__Try it__: Look through the entries that follow and return each line that has the string "DateTime".

** Extracted entries follows **

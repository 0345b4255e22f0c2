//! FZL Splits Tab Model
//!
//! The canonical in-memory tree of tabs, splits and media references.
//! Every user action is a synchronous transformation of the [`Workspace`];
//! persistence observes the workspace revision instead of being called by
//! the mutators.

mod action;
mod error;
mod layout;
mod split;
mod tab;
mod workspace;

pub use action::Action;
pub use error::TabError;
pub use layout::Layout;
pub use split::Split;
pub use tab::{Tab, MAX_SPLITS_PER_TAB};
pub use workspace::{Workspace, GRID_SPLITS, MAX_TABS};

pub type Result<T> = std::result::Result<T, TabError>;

** End of Extracted entries **
** Extracted entries follows **

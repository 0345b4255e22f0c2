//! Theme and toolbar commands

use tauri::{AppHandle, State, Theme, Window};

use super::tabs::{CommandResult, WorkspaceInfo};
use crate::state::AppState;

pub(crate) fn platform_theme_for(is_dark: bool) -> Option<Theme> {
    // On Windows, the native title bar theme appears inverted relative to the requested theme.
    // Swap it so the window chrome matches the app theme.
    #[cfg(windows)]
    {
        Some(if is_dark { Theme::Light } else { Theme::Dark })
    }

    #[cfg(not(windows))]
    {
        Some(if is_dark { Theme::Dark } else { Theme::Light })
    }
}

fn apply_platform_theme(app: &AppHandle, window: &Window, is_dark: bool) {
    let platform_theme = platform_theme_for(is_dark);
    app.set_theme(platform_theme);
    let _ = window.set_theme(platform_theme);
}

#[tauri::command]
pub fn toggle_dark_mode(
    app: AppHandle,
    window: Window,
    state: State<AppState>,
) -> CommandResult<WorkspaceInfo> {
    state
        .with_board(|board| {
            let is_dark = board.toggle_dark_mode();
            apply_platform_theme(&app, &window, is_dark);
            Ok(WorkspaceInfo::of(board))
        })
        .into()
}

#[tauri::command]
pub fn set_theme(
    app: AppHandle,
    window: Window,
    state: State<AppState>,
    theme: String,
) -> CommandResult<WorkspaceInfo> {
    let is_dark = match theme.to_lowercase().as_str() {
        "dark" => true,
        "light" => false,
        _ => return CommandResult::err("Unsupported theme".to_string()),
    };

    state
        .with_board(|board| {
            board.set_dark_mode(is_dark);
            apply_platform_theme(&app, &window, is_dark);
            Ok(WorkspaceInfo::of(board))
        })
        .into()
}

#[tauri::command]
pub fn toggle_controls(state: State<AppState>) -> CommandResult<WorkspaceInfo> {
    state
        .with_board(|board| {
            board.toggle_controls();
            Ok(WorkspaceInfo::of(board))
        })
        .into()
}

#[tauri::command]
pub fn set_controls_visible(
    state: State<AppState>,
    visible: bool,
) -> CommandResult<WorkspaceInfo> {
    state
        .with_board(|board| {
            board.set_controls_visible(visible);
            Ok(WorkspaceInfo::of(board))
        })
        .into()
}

** End of Extracted entries **
** Extracted entries follows **

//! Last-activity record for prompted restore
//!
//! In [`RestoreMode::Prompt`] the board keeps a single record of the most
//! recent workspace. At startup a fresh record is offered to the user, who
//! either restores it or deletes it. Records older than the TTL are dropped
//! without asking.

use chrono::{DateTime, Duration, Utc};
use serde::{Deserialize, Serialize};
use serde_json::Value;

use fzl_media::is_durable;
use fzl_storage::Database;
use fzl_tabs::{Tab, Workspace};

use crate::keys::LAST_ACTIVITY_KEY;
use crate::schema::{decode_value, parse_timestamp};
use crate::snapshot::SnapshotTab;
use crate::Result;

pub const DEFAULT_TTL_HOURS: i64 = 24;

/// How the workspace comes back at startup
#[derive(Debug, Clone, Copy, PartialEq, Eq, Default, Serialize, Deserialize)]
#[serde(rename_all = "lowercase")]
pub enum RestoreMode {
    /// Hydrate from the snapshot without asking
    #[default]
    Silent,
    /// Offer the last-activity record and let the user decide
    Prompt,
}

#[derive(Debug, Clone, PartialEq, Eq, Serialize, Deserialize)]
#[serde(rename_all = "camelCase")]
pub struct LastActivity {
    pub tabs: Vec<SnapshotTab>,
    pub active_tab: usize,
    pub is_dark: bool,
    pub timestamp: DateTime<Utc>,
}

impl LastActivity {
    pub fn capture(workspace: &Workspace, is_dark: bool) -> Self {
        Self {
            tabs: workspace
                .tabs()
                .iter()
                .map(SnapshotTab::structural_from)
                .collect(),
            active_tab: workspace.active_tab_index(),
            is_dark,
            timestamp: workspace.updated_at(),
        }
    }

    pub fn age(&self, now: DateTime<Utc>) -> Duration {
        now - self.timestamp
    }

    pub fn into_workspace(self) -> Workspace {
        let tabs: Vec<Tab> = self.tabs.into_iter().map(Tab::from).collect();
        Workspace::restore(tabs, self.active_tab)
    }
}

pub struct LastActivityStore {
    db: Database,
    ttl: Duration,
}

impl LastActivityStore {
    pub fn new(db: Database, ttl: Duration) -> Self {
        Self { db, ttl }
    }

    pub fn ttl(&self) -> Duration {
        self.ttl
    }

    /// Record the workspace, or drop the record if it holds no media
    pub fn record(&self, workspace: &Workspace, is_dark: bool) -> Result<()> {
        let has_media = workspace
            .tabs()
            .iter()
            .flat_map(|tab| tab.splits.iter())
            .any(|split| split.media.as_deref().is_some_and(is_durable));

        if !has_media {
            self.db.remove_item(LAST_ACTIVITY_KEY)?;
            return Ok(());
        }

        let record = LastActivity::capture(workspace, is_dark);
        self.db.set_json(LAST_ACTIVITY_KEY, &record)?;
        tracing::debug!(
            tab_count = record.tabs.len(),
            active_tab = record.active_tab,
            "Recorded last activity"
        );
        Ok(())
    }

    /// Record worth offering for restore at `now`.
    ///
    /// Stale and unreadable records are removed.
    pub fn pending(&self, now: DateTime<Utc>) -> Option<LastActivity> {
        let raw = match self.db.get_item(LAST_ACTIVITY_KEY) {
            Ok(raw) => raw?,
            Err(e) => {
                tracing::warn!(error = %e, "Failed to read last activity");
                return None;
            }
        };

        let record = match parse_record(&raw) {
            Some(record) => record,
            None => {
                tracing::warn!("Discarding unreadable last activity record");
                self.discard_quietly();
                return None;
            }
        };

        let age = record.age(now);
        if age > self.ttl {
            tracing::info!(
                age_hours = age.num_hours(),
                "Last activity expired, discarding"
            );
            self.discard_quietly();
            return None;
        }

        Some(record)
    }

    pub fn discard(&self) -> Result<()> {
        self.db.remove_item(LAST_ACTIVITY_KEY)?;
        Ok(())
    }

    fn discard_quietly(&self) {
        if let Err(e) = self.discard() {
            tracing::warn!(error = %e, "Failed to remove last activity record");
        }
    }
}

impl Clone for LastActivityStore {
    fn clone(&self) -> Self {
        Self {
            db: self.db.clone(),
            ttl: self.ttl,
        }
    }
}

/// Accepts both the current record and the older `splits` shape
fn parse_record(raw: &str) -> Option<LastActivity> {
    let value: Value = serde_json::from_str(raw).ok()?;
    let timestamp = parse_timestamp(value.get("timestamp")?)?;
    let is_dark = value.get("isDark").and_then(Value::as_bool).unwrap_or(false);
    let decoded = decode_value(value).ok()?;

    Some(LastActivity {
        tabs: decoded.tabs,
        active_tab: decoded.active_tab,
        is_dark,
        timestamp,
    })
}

** End of Extracted entries **

__Reply__:
use chrono::{DateTime, Duration, Utc};
    pub timestamp: DateTime<Utc>,
    pub fn age(&self, now: DateTime<Utc>) -> Duration {
    pub fn pending(&self, now: DateTime<Utc>) -> Option<LastActivity> {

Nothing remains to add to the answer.